▶ _Activity_: In the data below, the answer is the run of lines from the line containing "The HTTP layer" through the line containing "pub trait IdentityGate: Send", both included; print it exactly and nothing else.

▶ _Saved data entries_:
/---

//! Identity gate for the room service.
//!
//! The identity service issues bearer tokens; this module turns a token into
//! an [`Identity`]. The HTTP layer depends only on the [`IdentityGate`]
//! trait so tests can swap the verifier.
//!
//! # Components
//!
//! - `jwt` - HS256 token verification with a secret shared with the identity service

pub mod jwt;

pub use jwt::JwtIdentityGate;

use crate::errors::RoomError;
use async_trait::async_trait;
use common::types::UserId;

/// An authenticated caller.
#[derive(Debug, Clone, PartialEq, Eq)]
pub struct Identity {
    pub user_id: UserId,
    pub display_name: String,
}

/// Authenticates bearer credentials.
#[async_trait]
pub trait IdentityGate: Send + Sync {
    /// Validate `token` and return the caller it identifies.
    ///
    /// # Errors
    ///
    /// Returns `RoomError::InvalidToken` for every rejection, with a generic
    /// message.
    async fn authenticate(&self, token: &str) -> Result<Identity, RoomError>;
}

\---

▶ _Exercise solution_:
//! an [`Identity`]. The HTTP layer depends only on the [`IdentityGate`]
//! trait so tests can swap the verifier.
//!
//! # Components
//!
//! - `jwt` - HS256 token verification with a secret shared with the identity service

pub mod jwt;

pub use jwt::JwtIdentityGate;

use crate::errors::RoomError;
use async_trait::async_trait;
use common::types::UserId;

/// An authenticated caller.
#[derive(Debug, Clone, PartialEq, Eq)]
pub struct Identity {
    pub user_id: UserId,
    pub display_name: String,
}

/// Authenticates bearer credentials.
#[async_trait]
pub trait IdentityGate: Send + Sync {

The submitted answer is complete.